One example where a “game” started to give me an “epic win” was a hydration app on my iPhone.
I have read many studies indicating that proper hydration leads to weight loss, better memory, better mood, and a number of other good things that I want. But just knowing that didn’t motivate me to drink more than a glass or two a day of water (I drank juice, soda, coffee, and tea also).
My wife and I decided to track our hydration with this simple app and the first night we compared hydration scores. She beats me but I have increased my hydration by 70%.pursuing an “epic win” to beat my wives score. Meanwhile I am starting to get the benefits of being better hydrated.
A picture of the app is shown below.
Gamification is the process of taking something that already exists – a website, an enterprise application, an online community – and integrating game mechanics into it to motivate participation, engagement, and loyalty.
That is what we did, we took a process of hydration and made it a game and started to be much more fully motivated.
Gaminfying DevOps at work
I believe that our Agile transformation will be helped by using DevOps principles and achieving DevOps goals at work.

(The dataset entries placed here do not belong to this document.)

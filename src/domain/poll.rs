//! Poll definition and identifier types

use serde::{Deserialize, Serialize};
use smallvec::SmallVec;
use std::borrow::Borrow;
use thiserror::Error;

/// Smallest number of options a poll may have
pub const MIN_OPTIONS: usize = 2;
/// Largest number of options a poll may have
pub const MAX_OPTIONS: usize = 3;

/// Poll validation failures
#[derive(Debug, Clone, PartialEq, Eq, Error)]
pub enum PollError {
    #[error("poll topic must not be empty")]
    EmptyTopic,
    #[error("a poll needs {MIN_OPTIONS} or {MAX_OPTIONS} options, got {0}")]
    InvalidOptionCount(usize),
}

/// Newtype wrapper for poll ids to keep them apart from other strings
#[derive(Debug, Clone, PartialEq, Eq, Hash, PartialOrd, Ord, Serialize, Deserialize)]
#[serde(transparent)]
pub struct PollId(String);

impl PollId {
    pub fn new(id: impl Into<String>) -> Self {
        Self(id.into())
    }

    #[inline]
    pub fn as_str(&self) -> &str {
        &self.0
    }
}

impl std::fmt::Display for PollId {
    fn fmt(&self, f: &mut std::fmt::Formatter<'_>) -> std::fmt::Result {
        f.write_str(&self.0)
    }
}

impl AsRef<str> for PollId {
    fn as_ref(&self) -> &str {
        &self.0
    }
}

// Lets maps keyed by PollId be queried with a plain &str
impl Borrow<str> for PollId {
    fn borrow(&self) -> &str {
        &self.0
    }
}

/// Unvalidated wire form of a poll
#[derive(Debug, Deserialize)]
#[serde(deny_unknown_fields)]
struct PollDefinition {
    topic: String,
    options: Vec<String>,
}

impl TryFrom<PollDefinition> for Poll {
    type Error = PollError;

    fn try_from(def: PollDefinition) -> Result<Self, Self::Error> {
        Poll::new(def.topic, def.options)
    }
}

/// A topic and its 2 or 3 answer options, in display order.
///
/// Construction validates the option count, so every `Poll` in the system
/// is well-formed. Decoding from JSON goes through the same check.
///
/// # Example
///
/// ```
/// use livepoll::domain::poll::Poll;
///
/// let poll = Poll::new("Lunch", ["Pizza", "Sushi"]).unwrap();
/// assert_eq!(poll.options().len(), 2);
/// assert!(Poll::new("Lunch", ["Pizza"]).is_err());
/// ```
#[derive(Debug, Clone, PartialEq, Eq, Serialize, Deserialize)]
#[serde(try_from = "PollDefinition")]
pub struct Poll {
    topic: String,
    options: SmallVec<[String; MAX_OPTIONS]>,
}

impl Poll {
    pub fn new<T, I, S>(topic: T, options: I) -> Result<Self, PollError>
    where
        T: Into<String>,
        I: IntoIterator<Item = S>,
        S: Into<String>,
    {
        let topic = topic.into();
        if topic.trim().is_empty() {
            return Err(PollError::EmptyTopic);
        }

        let options: SmallVec<[String; MAX_OPTIONS]> = options.into_iter().map(Into::into).collect();
        if !(MIN_OPTIONS..=MAX_OPTIONS).contains(&options.len()) {
            return Err(PollError::InvalidOptionCount(options.len()));
        }

        Ok(Self { topic, options })
    }

    pub fn topic(&self) -> &str {
        &self.topic
    }

    pub fn options(&self) -> &[String] {
        &self.options
    }
}
//! livepoll library
//!
//! Exposes modules for integration testing and binary reuse.

pub mod domain;
pub mod infra;
pub mod io;
pub mod services;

A year ago we started a DevOps group at work and we have been mapping processes, creating greater transparency, and getting rid of bottlenecks in our release process. We are working hard to streamline the communication between Dev and Ops
This is a long process and we wanted to speed it up and motivate our fellow teammates to make progress by gamifying reaching milestones and completing parts of the journey.

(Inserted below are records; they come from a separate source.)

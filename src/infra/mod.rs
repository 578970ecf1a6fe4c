//! Infrastructure - configuration
//!
//! - `config` - Application configuration (TOML loading, defaults)

pub mod config;

pub use config::Config;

We wanted to give the vision of where we are trying to go with DevOps
Our DevOps group did the Sailboat exercise, which goes like this:
The facilitator draws a large picture of a sailboat floating in the water, with about half of the space above and half below the water/boat.

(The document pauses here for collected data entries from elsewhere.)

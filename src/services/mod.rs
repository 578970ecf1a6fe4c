//! Services - poll lifecycle and voting logic
//!
//! This module contains the core business logic services:
//! - `id_generator` - Date + topic poll ids
//! - `registry` - In-memory index of live polls
//! - `voting` - Per-option QR artifact pipeline
//! - `access` - Same-host access guard
//! - `poll_service` - Create/render/vote/persist operations used by the HTTP layer

pub mod access;
pub mod id_generator;
pub mod poll_service;
pub mod registry;
pub mod voting;

// Re-export commonly used types
pub use access::{Access, AccessGuard};
pub use id_generator::{DateAndTopicIdGenerator, PollIdGenerator};
pub use poll_service::{CreatedPoll, PollService, PollView, ServiceError};
pub use registry::{PollRegistry, RegistryError};
pub use voting::{VotingError, VotingPipeline, VotingTarget};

He/she then explains that we're going to use the sailboat as a visual metaphor for the team. On a sailboat, there are things that slow it down (anchors), and things that propel it forward (wind).
Just like the sailboat, there are things that slow our team down, and things that propel it forward.
The facilitator then asks the team to think of what is anchoring the team down and what is propelling it forward, and to start writing one anchor/wind per sticky note.